Empire League
- Classification: Independent
- Sport: Baseball
- Founded: 2015
- No. of teams: 4
- Country: United States
- Most recent champion: Malone Border Hounds (2026)
- Most titles: Malone Border Hounds (3)
- Website: EmpireProLeague.com

= Empire Professional Baseball League =

Independent baseball league

The Empire Professional Baseball League (EPBL) is an independent baseball league that began play in 2016. The Empire League plays a 40-game regular season followed by a five-game post season. The five-team league consists exclusively of teams based in Upstate New York and presents themselves as a developmental league affiliated with the Frontier League. League offices are in Tampa, Florida.

==History==

Original logo of the EPBL.

The Empire League is a replacement of the North Country Baseball League, which folded after one season (and was itself a last-minute replacement for the East Coast Baseball League, which disbanded before the start of the 2015 season). The league fielded four teams based in the states of New York, New Hampshire and Maine for its inaugural season.

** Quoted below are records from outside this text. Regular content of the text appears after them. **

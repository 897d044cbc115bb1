// SPDX-License-Identifier: Apache-2.0

//! The supplier role: originates drops into a supply pipe.

use crate::error::{Error, TaskResult, push_failure};
use crate::node::{PipePort, RoleKind};
use crate::worker::{Role, TaskPool, Worker, WorkerCx};
use dropflow_pipe::{Droplet, PipeMonitoring, SupplyPipe};
use parking_lot::Mutex;
use std::num::NonZeroUsize;
use std::sync::Arc;

type GetFn<O> = Arc<dyn Fn() -> TaskResult<Option<O>> + Send + Sync>;

/// Outcome of one serialized acquisition step.
enum Supplied<O> {
    Stamped(Droplet<O>),
    Filtered,
    Exhausted,
}

/// Runs `concurrency` parallel loops, each repeatedly calling the user `get`
/// callback; a present value is pushed to the output supply pipe, `None`
/// stops that loop. Once all loops stop, end-of-input is signaled on the
/// output.
///
/// The callback is shared by all loops and must therefore be thread-safe; a
/// stateful source typically wraps its state in a mutex. Acquisition and
/// index stamping happen under one internal lock, so the supply order always
/// matches the order in which `get` produced the values, no matter how the
/// loops interleave their pushes.
pub struct Supplier<O> {
    output: Arc<SupplyPipe<O>>,
    get: GetFn<O>,
    /// Serializes `get` with index stamping across the loops.
    order: Arc<Mutex<()>>,
}

impl<O: Send + 'static> Supplier<O> {
    /// Creates a supplier worker feeding `output`.
    #[must_use]
    pub fn new(
        name: impl Into<String>,
        concurrency: NonZeroUsize,
        output: Arc<SupplyPipe<O>>,
        get: impl Fn() -> TaskResult<Option<O>> + Send + Sync + 'static,
    ) -> Worker<Self> {
        Worker::new(
            name,
            concurrency,
            Self {
                output,
                get: Arc::new(get),
                order: Arc::new(Mutex::new(())),
            },
        )
    }

    pub(crate) fn output_port(&self) -> PipePort {
        PipePort::of(&self.output.pipe())
    }
}

#[async_trait::async_trait]
impl<O: Send + 'static> Role for Supplier<O> {
    fn kind(&self) -> RoleKind {
        RoleKind::Supplier
    }

    fn inputs(&self) -> Vec<PipePort> {
        Vec::new()
    }

    fn outputs(&self) -> Vec<PipePort> {
        vec![self.output_port()]
    }

    async fn work(&self, cx: &WorkerCx) -> Result<(), Error> {
        let mut pool = TaskPool::new(cx);
        for _ in 0..cx.concurrency() {
            let cx = cx.clone();
            let get = self.get.clone();
            let order = self.order.clone();
            let output = self.output.clone();
            pool.submit(async move {
                let pipe = output.pipe();
                loop {
                    if cx.token().is_cancelled() {
                        cx.count_cancelled();
                        break;
                    }
                    let supplied = cx
                        .invoke(|| {
                            let _serial = order.lock();
                            match get()? {
                                Some(value) => Ok(match output.stamp(value) {
                                    Some(droplet) => Supplied::Stamped(droplet),
                                    None => Supplied::Filtered,
                                }),
                                None => Ok(Supplied::Exhausted),
                            }
                        })
                        .await;
                    match supplied {
                        Ok(Supplied::Stamped(droplet)) => {
                            let failed = tokio::select! {
                                _ = cx.token().cancelled() => {
                                    cx.count_cancelled();
                                    true
                                }
                                pushed = pipe.push(droplet) => match pushed {
                                    Ok(()) => false,
                                    Err(error) => {
                                        cx.fail(push_failure(cx.name(), pipe.name(), &error));
                                        true
                                    }
                                },
                            };
                            if failed {
                                break;
                            }
                        }
                        Ok(Supplied::Filtered) => {}
                        Ok(Supplied::Exhausted) => break,
                        Err(error) => {
                            cx.fail(Error::Task {
                                worker: cx.name().to_owned(),
                                message: error.to_string(),
                            });
                            break;
                        }
                    }
                }
            })
            .await;
        }
        pool.drain().await;
        Ok(())
    }

    async fn internal_close(&self, _cx: &WorkerCx) -> Result<(), Error> {
        self.output.set_end_of_input();
        Ok(())
    }
}

#[cfg(test)]
mod tests {
    use super::*;
    use crate::node::{PipelineWorker, WorkerMonitoring};
    use crate::worker::WorkerState;
    use std::sync::atomic::{AtomicUsize, Ordering};

    fn cap(n: usize) -> NonZeroUsize {
        NonZeroUsize::new(n).unwrap()
    }

    #[tokio::test(flavor = "multi_thread", worker_threads = 4)]
    async fn parallel_loops_preserve_acquisition_order() {
        let supply = SupplyPipe::new("numbers", cap(4));
        let next = Arc::new(AtomicUsize::new(0));
        let source = next.clone();
        let supplier = Arc::new(Supplier::new("gen", cap(4), supply.clone(), move || {
            let n = source.fetch_add(1, Ordering::SeqCst);
            Ok((n < 20).then_some(n))
        }));
        let consumer = {
            let supply = supply.clone();
            tokio::spawn(async move {
                let mut seen = Vec::new();
                while let Some(droplet) = supply.pop().await {
                    seen.push(droplet.value);
                }
                seen
            })
        };
        supplier.clone().run().await.unwrap();
        assert_eq!(supplier.state(), WorkerState::Done);
        assert!(supply.end_of_input());
        let seen = consumer.await.unwrap();
        assert_eq!(seen, (0..20).collect::<Vec<_>>());
    }

    #[tokio::test]
    async fn failing_get_cancels_the_supplier() {
        let supply: Arc<SupplyPipe<u32>> = SupplyPipe::new("failing", cap(2));
        let supplier = Arc::new(Supplier::new("gen", cap(1), supply.clone(), || {
            Err("source broke".into())
        }));
        let error = supplier.clone().run().await.unwrap_err();
        match error {
            Error::Task { message, .. } => assert!(message.contains("source broke")),
            other => panic!("expected Task, got {other:?}"),
        }
        assert_eq!(supplier.state(), WorkerState::Cancelled);
        // The output still reaches end-of-input so dependents can drain.
        assert!(supply.end_of_input());
    }
}
// SPDX-License-Identifier: Apache-2.0

//! Errors for the pipes.
//!
//! Important note: it is important not to use `!Send` data types in errors to
//! ensure these errors can cross task boundaries together with the rejected
//! droplet.

use crate::droplet::Droplet;

/// Errors that can occur pushing a droplet into a pipe.
///
/// Both variants return the rejected droplet to the caller, so a producer
/// that wants the value back either way can recover it with
/// [`into_droplet`](PushError::into_droplet).
#[derive(thiserror::Error, Debug)]
pub enum PushError<T> {
    /// End-of-input was already signaled on the pipe.
    #[error("pipe end-of-input already signaled; the droplet was not accepted")]
    Closed(Droplet<T>),

    /// The droplet's scope is not registered on this pipe and the pipe does
    /// not accept new scopes.
    #[error("droplet scope is not registered on this pipe")]
    ScopeMismatch(Droplet<T>),
}

impl<T> PushError<T> {
    /// Returns the droplet that could not be pushed.
    pub fn into_droplet(self) -> Droplet<T> {
        match self {
            Self::Closed(d) | Self::ScopeMismatch(d) => d,
        }
    }

    /// Returns the rejected user value, discarding the envelope.
    pub fn into_value(self) -> T {
        self.into_droplet().value
    }
}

It is a low-budget league meant to give players recently graduated from college or with little professional experience an opportunity at staying in shape and providing them the chance at being signed to higher level league contracts with affiliated or independent teams. All league funding comes from advertisement sales, ticket sales and tryout revenue.

The league is operated by Eddie Gonzalez, former professional baseball player and NAIA All-American at Webber International University. Gonzalez is also a former NCBL executive.

The Sullivan Explorers, despite finishing the regular season with a losing record, won the 2016 league championship over the regular season winner Watertown Bucks.

Prior to the league's second season, the Watertown Bucks lost the lease to their stadium and were replaced by the Plattsburgh Redbirds. The New Hampshire Wild ceased operations and were replaced by a team from Puerto Rico; however, since a stadium deal in Puerto Rico had not yet been finalized, the team played the 2017 season as a travel team.

The league expanded to six teams for the 2018 season with two new franchises selected from four of the nine interested parties visited in 2017. On February 23, 2018, the league announced that one team will be a revival of the New Hampshire Wild, and the sixth team would be the return of the New York Bucks, formerly known as the Watertown Bucks.

On May 31, 2018, the league announced the Puerto Rico Islanders will play in Rincon, Puerto Rico, and the Sullivan Explorers would be known as the Aguada Explorers. For 2019, the Explorers would become a traveling team, and the Surge would move to Saranac Lake, New York.

Due to Covid-19, the 2020 Empire Professional Baseball League was held at Consol Energy Park in Washington, Pennsylvania.

In 2021, the Empire Professional Baseball League returned to normal operating procedures with the following teams: the Saranac Lake Surge, the Tupper Lake Riverpigs, the Plattsburgh Thunderbirds and the New Hampshire Wild.

In 2022, the New Hampshire Wild were replaced by the Japan Islanders, a traveling team composed of mostly native Japanese players.

The 2023 season saw the league expand to five teams with the addition of the Malone Border Hounds.

The 2024 season saw the Japan Islanders leave the Empire League, while the Plattsburgh Thunderbirds rebranded to the North County Thunderbirds. Luis Contreras became the first Empire Baseball League alum to be promoted to the major leagues when he was recalled by the Houston Astros June 23, 2024. Contreras pitched for the Puerto Rico Islanders in 2018, recording a 3-1 record with a 1.74 earned-run average in 57 innings.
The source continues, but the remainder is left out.